Assinamos todos os procuradores da LJ [...] Das três FTS [forças-tarefa]",
disse Dallagnol, em referências às franquias de Curitiba, Rio e SP.
"Alguém
depois joga online, uma entidade, e faz abaixo assinado pela suspeição dele
noss casos da LJ", prossegue o chefe da "lava jato" em
Curitiba.
El Hage
responde: "Eu acho ótimo! Já tinha pensado nisso também. O problema é a
falta de tempo para a pesquisa. Estamos mega atolados aqui no Rio".
Conversas
recentes já tinham mostrado que a influência da "força-tarefa" em
Curitiba não se restringia ao Paraná. Dallagnol, por exemplo, sabia sobre o
andamento de processos da "lava jato" no Supremo Tribunal Federal, em
Brasília, e informava o ex-juiz Sergio Moro sobre isso. Procuradores de
primeira instância não atuam junto ao Supremo.
Também já
havia sido demonstrado que Dallagnol coordenou outros estados e que os
procuradores em Curitiba davam pitaco até sobre denúncias feitas pelo
Ministério Público de São Paulo.
Escritórios
As
investidas contra os advogados de Lula não são novidade. O ex-juiz Sergio Moro
já havia autorizado a quebra de sigilo telefônico de Teixeira e do ramal do
Teixeira, Zanin, Martins Advogados, ainda que não seja permitido bisbilhotar
conversas entre defesa e cliente. Além disso, o MPF em Curitiba se aventurou a
checar ilegalmente as contas da banca.
Em
fevereiro de 2016, foi vazado ao jornal O Globo, por exemplo, que o escritório
teria recebido honorários da Odebrecht, mesmo sem nunca ter atuado junto à
construtora. O MPF, no entanto, não checou que os honorários eram
sucumbenciais. Ou seja, a banca defendeu um cliente em uma ação contra a
Odebrecht e ganhou os honorários que são devidos ao vencedor da causa.
A
novidade na atuação de Dallagnol, em associação com o Ministério Público
Federal no Rio, diz respeito à quantidade de escritórios considerados inimigos
da "lava jato" que foram arrolados de uma só vez — os 77 mandados
de busca envolveram 26 escritórios de advocacia.
No caso
da banca que defende Lula, o interesse é evidente. Já o interesse no Basílio
Advogados se devia ao fato de os procuradores do Paraná acharem que o
escritório estava ligado ao Sergio Bermudes Advogados, que, por sua vez, tem em
seu quadro a mulher do ministro Gilmar Mendes, do Supremo Tribunal Federal,
alvo recorrente dos mandos e desmandos da "lava jato".
O
interesse em Asfor Rocha, ex-ministro do Superior Tribunal de Justiça, também é
velho, e vem desde a época da "castelo de areia", que investigou
supostos crimes financeiros e lavagem de dinheiro cometidos por políticos.
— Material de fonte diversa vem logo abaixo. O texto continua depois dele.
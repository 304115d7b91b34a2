//! Plan parsing from planner responses.
//!
//! The planner is asked for a JSON array of `{name, arguments}` objects.
//! Models frequently wrap it in a fenced block, so the first
//! ` ``` ` / ` ```json ` block is preferred; otherwise the whole reply is
//! parsed as JSON.

use std::sync::LazyLock;

use regex::Regex;
use serde_json::{Map, Value};
use thiserror::Error;

use crate::tool::entities::PlanStep;

static FENCED_BLOCK: LazyLock<Regex> = LazyLock::new(|| {
    Regex::new(r"```(?:json)?[ \t]*\r?\n([\s\S]+?)\r?\n[ \t]*```").expect("fence pattern is valid")
});

/// Why a reply could not be turned into a plan
#[derive(Debug, Error, PartialEq, Eq)]
pub enum PlanParseError {
    #[error("plan is not valid JSON: {0}")]
    InvalidJson(String),

    #[error("plan is not a JSON array")]
    NotAnArray,
}

/// Steps parsed from a reply, plus elements that had to be dropped
#[derive(Debug, Clone, PartialEq, Default)]
pub struct ParsedPlan {
    pub steps: Vec<PlanStep>,
    /// Raw JSON of elements that were not objects with a string `name`
    pub skipped: Vec<String>,
}

/// Return the payload of the first fenced block, or the whole text.
pub fn extract_payload(response: &str) -> &str {
    FENCED_BLOCK
        .captures(response)
        .and_then(|caps| caps.get(1))
        .map(|m| m.as_str())
        .unwrap_or(response)
}

/// Parse a planner reply into ordered steps.
pub fn parse_plan(response: &str) -> Result<ParsedPlan, PlanParseError> {
    let payload = extract_payload(response).trim();
    let value: Value =
        serde_json::from_str(payload).map_err(|e| PlanParseError::InvalidJson(e.to_string()))?;
    let items = match value {
        Value::Array(items) => items,
        _ => return Err(PlanParseError::NotAnArray),
    };

    let mut plan = ParsedPlan::default();
    for item in items {
        match step_from_json(&item) {
            Some(step) => plan.steps.push(step),
            None => plan.skipped.push(item.to_string()),
        }
    }
    Ok(plan)
}

fn step_from_json(item: &Value) -> Option<PlanStep> {
    let obj = item.as_object()?;
    let name = obj.get("name")?.as_str()?;
    let arguments = obj
        .get("arguments")
        .and_then(|a| a.as_object())
        .cloned()
        .unwrap_or_else(Map::new);
    Some(PlanStep {
        name: name.to_string(),
        arguments,
    })
}

#[cfg(test)]
mod tests {
    use super::*;
    use serde_json::json;

    #[test]
    fn test_parse_fenced_json_block() {
        let response = r#"Here is the plan:

```json
[
  {"name": "get_time", "arguments": {}},
  {"name": "create_file", "arguments": {"file_name": "out.txt", "content": "now: {{get_time}}"}}
]
```
"#;
        let plan = parse_plan(response).unwrap();
        assert_eq!(plan.steps.len(), 2);
        assert_eq!(plan.steps[0].name, "get_time");
        assert_eq!(
            plan.steps[1].get_string("content"),
            Some("now: {{get_time}}")
        );
        assert!(plan.skipped.is_empty());
    }

    #[test]
    fn test_parse_untagged_fence() {
        let response = "```\n[{\"name\": \"calculate\", \"arguments\": {\"expression\": \"1+1\"}}]\n```";
        let plan = parse_plan(response).unwrap();
        assert_eq!(plan.steps[0].arguments["expression"], json!("1+1"));
    }

    #[test]
    fn test_parse_raw_json() {
        let plan = parse_plan(r#"[{"name": "get_time"}]"#).unwrap();
        assert_eq!(plan.steps.len(), 1);
        assert!(plan.steps[0].arguments.is_empty());
    }

    #[test]
    fn test_empty_array_is_empty_plan() {
        assert!(parse_plan("[]").unwrap().steps.is_empty());
    }

    #[test]
    fn test_non_array_is_error() {
        assert_eq!(
            parse_plan(r#"{"name": "get_time"}"#),
            Err(PlanParseError::NotAnArray)
        );
    }

    #[test]
    fn test_prose_is_invalid_json() {
        assert!(matches!(
            parse_plan("I don't need any tools for this."),
            Err(PlanParseError::InvalidJson(_))
        ));
    }

    #[test]
    fn test_malformed_elements_are_skipped() {
        let plan = parse_plan(
            r#"[{"name": "get_time"}, "oops", {"arguments": {}}, {"name": 3}, {"name": "calculate", "arguments": "bad"}]"#,
        )
        .unwrap();
        let names: Vec<_> = plan.steps.iter().map(|s| s.name.as_str()).collect();
        assert_eq!(names, vec!["get_time", "calculate"]);
        assert!(plan.steps[1].arguments.is_empty());
        assert_eq!(plan.skipped.len(), 3);
    }
}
Segundo a fábula criada pelo MPF, o ministro teria trancado a
"operação". Na verdade, Asfor Rocha sequer participou da decisão.
A defesa
de Lula resumiu o caso na última peça enviada ao STF contendo diálogos entre
procuradores do MPF em Curitiba e promete trazer novos elementos sobre a
investida contra os escritórios.
As
conversas, dizem os advogados, "contêm diversas pistas de potencial
conflito de interesse que serão oportunamente elucidadas. Algumas mensagens que
já constam no 8º Relatório Preliminar confirmam esse cenário e indicam um
'caldeirão' de interesses da 'lava jato' nesse ataque à advocacia".
O
processo de Bretas contra os advogados foi suspenso em 3 de outubro do ano
passado pelo ministro Gilmar Mendes. Na ocasião, ele considerou haver indícios
de que ministros do STJ, que têm foro por prerrogativa de função, foram
investigados sem autorização do Supremo. O bote também tem erros de
competência, já que a Fecomercio é uma entidade privada e devia ser investigada
pela Justiça Estadual, além de ter ordenado buscas ilegais na casa de
desembargadores.
Leia a
nota do MPF do Rio de Janeiro na íntegra:
"As
investigações em relação aos envolvidos na operação Esquema S foram iniciadas a
partir da quebra de sigilo bancário de Adriana Ancelmo após a operação
Calicute, quando foram verificados depósitos da Fecomercio com indícios de
lavagem de dinheiro.
A partir
de novas investigações, que contaram com várias testemunhas e outras quebras
bancárias, telemáticas , fiscais e telefônicas, e acordos de colaboração (que
em parte culminaram com a operação Jabuti) , foram descobertos, além de Adriana
Ancelmo, outras pessoas que receberam por supostos serviços advocatícios
valores do SESC e do SENAC Rio com indícios de desvios e lavagem de dinheiro.
Com novas quebras autorizadas judicialmente, compartilhamento judicial de dados
da operação Zelotes (da Justiça Federal do DF), e outras colaborações
premiadas, foram revelados os fatos denunciados na operação Esquema S.
A
denúncia é pública e todos os elementos de prova que a fundamentam foram
obtidos sob absoluta legalidade e de acordo com as normas processuais vigentes,
estando sob o crivo dos acusados. Não houve troca de informações ou
compartilhamento de dados com qualquer outra investigação ou membros do MPF. Os
procuradores da LJ RJ não podem atestar a legalidade e a higidez de diálogos
objeto de hackeamento porque sequer tiveram acesso aos mesmos e a sua
integralidade. De qualquer forma nenhum diálogo, verdadeiro ou falso, infirma
ou coloca em dúvida a legitimidade na atuação dos membros da FT RJ.
Gostaríamos
ainda de acrescentar que não reconhecemos a autenticidade dos diálogos. As
provas são ilícitas. Pelos trechos apresentados não há nenhum indicativo de que
Deltan tenha contribuído para a investigação, mesmo porque isso não aconteceu.
Pelo que foi apresentado houve a autorização do STF para utilizar essas mensagens
para a defesa de um cliente de Zanin, que está usando na defesa de seus
próprios interesses, desvirtuando os fatos."